I remember my first days attending mass when I was a little girl. Sitting in the "baby room" part of mass and messing around with what I thought were just books. I refused to stand when everyone stood and I refused to kneel when everyone knelt. We went every Sunday until my ba ngoai (grandma on mom's side) had her first stroke. After her stroke my mom felt that we couldn't leave my ba ngoai home because something might happen again.

My ba ngoai plays an important role in religion in my life. My parents were never the extreme religious types. My mom grew up a Catholic, but she never taught us to pray every night or forced us to give thanks before meals. And even though it has never been confirmed I'm almost positive my dad is only a Catholic because he had to convert in order to marry my mom. But little things he does and says shows hints of faith.

One day my dad and I were in our living room and we were talking about something which wasn't important otherwise I would've remembered, but it led to me dad pointing at our Virgin Mary statue we have in our living room and he says "That statue is very lucky." After he said that I felt angry. Angry because "that statue" wasn't just a statue, and because we're not supposed to believe in luck, instead we are blessed. I kept thinking about what he said, and even debated about correcting him but then it came to me. I thought in my head "God loves everyone even the ones who don't believe in him. And even though our Virgin Mary statue wasn't just any statue at least what he said showed a hint of faith. Faith that the Virgin Mary and God has given us many blessings (or in my dad's words luck) in life."

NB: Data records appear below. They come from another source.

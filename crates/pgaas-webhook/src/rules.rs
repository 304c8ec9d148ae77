//! Admission rules for PostgresqlStandalone
//!
//! Both rules are pure functions over the desired state. The defaulter
//! produces JSON patch operations; the validator guards the two invariants
//! the controller relies on: the major version never changes and storage
//! never shrinks.

use std::cmp::Ordering;

use json_patch::{AddOperation, PatchOperation};
use jsonptr::PointerBuf;
use kube::ResourceExt;
use pgaas_common::crd::PostgresqlStandalone;
use pgaas_common::quantity::compare;
use pgaas_common::{Error, Result};

const MAJOR_VERSION_FIELD: &str = "spec.parameters.majorVersion";
const STORAGE_CAPACITY_FIELD: &str = "spec.parameters.resources.storageCapacity";

/// Patch filling an empty connection secret name with the instance name
pub fn defaults(instance: &PostgresqlStandalone) -> Vec<PatchOperation> {
    let mut ops = Vec::new();
    let name = instance.name_any();
    if instance.spec.write_connection_secret_to_ref.name.is_empty() && !name.is_empty() {
        ops.push(PatchOperation::Add(AddOperation {
            path: PointerBuf::from_tokens(["spec", "writeConnectionSecretToRef"]),
            value: serde_json::json!({ "name": name }),
        }));
    }
    ops
}

/// Validate a create (`old` is `None`) or an update
pub fn validate(old: Option<&PostgresqlStandalone>, new: &PostgresqlStandalone) -> Result<()> {
    let Some(old) = old else {
        return Ok(());
    };
    let name = new.name_any();

    let (was, is) = (
        old.spec.parameters.major_version,
        new.spec.parameters.major_version,
    );
    if was != is {
        return Err(Error::validation_for_field(
            name,
            MAJOR_VERSION_FIELD,
            format!("major version is immutable: cannot change {was} to {is}"),
        ));
    }

    let resources = (
        old.spec.parameters.resources.storage_capacity.as_ref(),
        new.spec.parameters.resources.storage_capacity.as_ref(),
    );
    match resources {
        (Some(was), Some(is)) => {
            if compare(is, was)? == Ordering::Less {
                return Err(Error::validation_for_field(
                    name,
                    STORAGE_CAPACITY_FIELD,
                    format!("storage capacity cannot decrease from {} to {}", was.0, is.0),
                ));
            }
        }
        (Some(was), None) => {
            return Err(Error::validation_for_field(
                name,
                STORAGE_CAPACITY_FIELD,
                format!("storage capacity cannot be removed once set (was {})", was.0),
            ));
        }
        _ => {}
    }
    Ok(())
}

#[cfg(test)]
mod tests {
    use super::*;
    use k8s_openapi::apimachinery::pkg::api::resource::Quantity;
    use pgaas_common::crd::{MajorVersion, PostgresqlStandaloneSpec};
    use rstest::rstest;

    fn instance(version: MajorVersion, storage: Option<&str>) -> PostgresqlStandalone {
        let mut spec = PostgresqlStandaloneSpec::default();
        spec.parameters.major_version = version;
        spec.parameters.resources.storage_capacity = storage.map(|s| Quantity(s.to_string()));
        PostgresqlStandalone::new("orders", spec)
    }

    #[test]
    fn empty_connection_secret_defaults_to_instance_name() {
        let ops = defaults(&instance(MajorVersion::V15, None));
        assert_eq!(ops.len(), 1);
        let PatchOperation::Add(add) = &ops[0] else {
            panic!("expected an add operation");
        };
        assert_eq!(add.path.as_str(), "/spec/writeConnectionSecretToRef");
        assert_eq!(add.value, serde_json::json!({"name": "orders"}));
    }

    #[test]
    fn explicit_connection_secret_is_kept() {
        let mut named = instance(MajorVersion::V15, None);
        named.spec.write_connection_secret_to_ref.name = "creds".to_string();
        assert!(defaults(&named).is_empty());
    }

    #[test]
    fn creates_are_always_valid() {
        assert!(validate(None, &instance(MajorVersion::V14, Some("1Gi"))).is_ok());
    }

    #[test]
    fn major_version_is_immutable() {
        let err = validate(
            Some(&instance(MajorVersion::V14, None)),
            &instance(MajorVersion::V15, None),
        )
        .unwrap_err();
        assert!(matches!(
            err,
            Error::Validation { field: Some(ref f), .. } if f == MAJOR_VERSION_FIELD
        ));
    }

    #[rstest]
    #[case(Some("10Gi"), Some("10Gi"), true)]
    #[case(Some("10Gi"), Some("20Gi"), true)]
    #[case(Some("10Gi"), Some("10240Mi"), true)]
    #[case(Some("10Gi"), Some("9Gi"), false)]
    #[case(Some("1Gi"), Some("1G"), false)]
    #[case(None, Some("5Gi"), true)]
    #[case(None, None, true)]
    #[case(Some("10Gi"), None, false)]
    fn storage_never_shrinks(
        #[case] old: Option<&str>,
        #[case] new: Option<&str>,
        #[case] allowed: bool,
    ) {
        let result = validate(
            Some(&instance(MajorVersion::V15, old)),
            &instance(MajorVersion::V15, new),
        );
        assert_eq!(result.is_ok(), allowed, "{old:?} -> {new:?}: {result:?}");
    }

    #[test]
    fn unparseable_storage_is_rejected() {
        let result = validate(
            Some(&instance(MajorVersion::V15, Some("10Gi"))),
            &instance(MajorVersion::V15, Some("lots")),
        );
        assert!(matches!(result, Err(Error::Validation { .. })));
    }
}
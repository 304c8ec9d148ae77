//! Database credentials secret
//!
//! Passwords are generated once. A key that already holds a value is never
//! rotated by the operator.

use k8s_openapi::api::core::v1::Secret;
use k8s_openapi::ByteString;
use kube::ResourceExt;
use pgaas_common::store::create_or_update;
use pgaas_common::Result;
use pgaas_pipeline::Context;
use tracing::debug;

use super::{dependent_meta, deployment_namespace};
use crate::keys::{CREDENTIALS, INSTANCE, RNG, STORE};
use crate::naming::generate_password;

/// Password of the application user
pub const PASSWORD_KEY: &str = "password";

/// Password of the `postgres` superuser
pub const SUPERUSER_PASSWORD_KEY: &str = "postgres-password";

/// Keys generated in the credentials secret
pub const CREDENTIAL_KEYS: [&str; 2] = [PASSWORD_KEY, SUPERUSER_PASSWORD_KEY];

/// Name of the credentials secret of an instance
pub fn credentials_secret_name(instance: &str) -> String {
    format!("{instance}-credentials")
}

/// Ensure the credentials secret holds a password for every credential key
pub async fn ensure_credentials_secret(ctx: &mut Context) -> Result<()> {
    let store = ctx.get(STORE)?.clone();
    let rng = ctx.get(RNG)?.clone();
    let namespace = deployment_namespace(ctx)?;
    let name = credentials_secret_name(&ctx.get(INSTANCE)?.name_any());
    let secret = Secret {
        metadata: dependent_meta(ctx, Some(&namespace), &name)?,
        ..Default::default()
    };

    let (secret, result) = create_or_update(&store, secret, move |secret| {
        let data = secret.data.get_or_insert_with(Default::default);
        let mut rng = rng.lock();
        for key in CREDENTIAL_KEYS {
            let present = data.get(key).is_some_and(|v| !v.0.is_empty());
            if !present {
                data.insert(key.to_string(), ByteString(generate_password(&mut *rng).into_bytes()));
            }
        }
        Ok(())
    })
    .await?;
    debug!(secret = %name, result = %result, "credentials secret converged");
    ctx.set(CREDENTIALS, secret);
    Ok(())
}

I wasn't always this religious or I didn't always have this much faith in God though. My ba ngoai was the first person to teach me how to pray. She taught me a lot of things (and I'll make a separate post for her one day because she deserves it), but praying definitely has helped me gain faith in God. I prayed when I woke up, before I ate, and before I went to bed. I didn't keep the habit for long though. I guess with my family not going to church and me not praying because my grandma was too sick to remind had me lose the faith I had.

Then I learned about science in middle and the first two years of high school. Biology really had me questioning my faith. My family had raised me and my siblings as Catholics, but it was very apparent to everyone how anti-Catholic my brother was. And my parents never enforced the religion and belief on him, they really valued our independent beliefs even if it was going against God. I was I guess you could say an atheist for awhile too, until my mom asked me to start attending Sunday School at our Vietnamese parish in North Minneapolis. I didn't want to do it for awhile and dreaded it, but I guess after awhile it was kind of a social thing to go. All of the "cool" kids was seen at our church, and I got the benefit of picking a new restaurant every sunday and trying it w/my mom and sister after Mass and Sunday School.

All in all even though I've gotten my faith back within the past five years, I have never ever felt as close to God as I do now or recently. Instead of just seeing little details as it's own, I've been putting the details of my life together and they all fit like a puzzle. They all have worked out to the way it should have and as crazy as it may sound to many of you I believe God has helped me and has blessed in countless and unbelievable ways. I can sit here and list out everything and how they go hand in hand to get me to exactly where I am now, but I won't. Just know that things happen for a reason, and it'll all be good in the end. If it's not good it's not the end.

I may not be the best Catholic (I sin even though I know better not to and I don't attend mass every week or rarely at all) and I may not agree w/everything that I SHOULD believe in w/the Catholic religion, but like my dad I have faith. Even with all of this new science stuff or illuminati conspiracy theories and blah blah blah that could make the agrument of God's existence false, but despite all of that I still believe in him because of my experiences.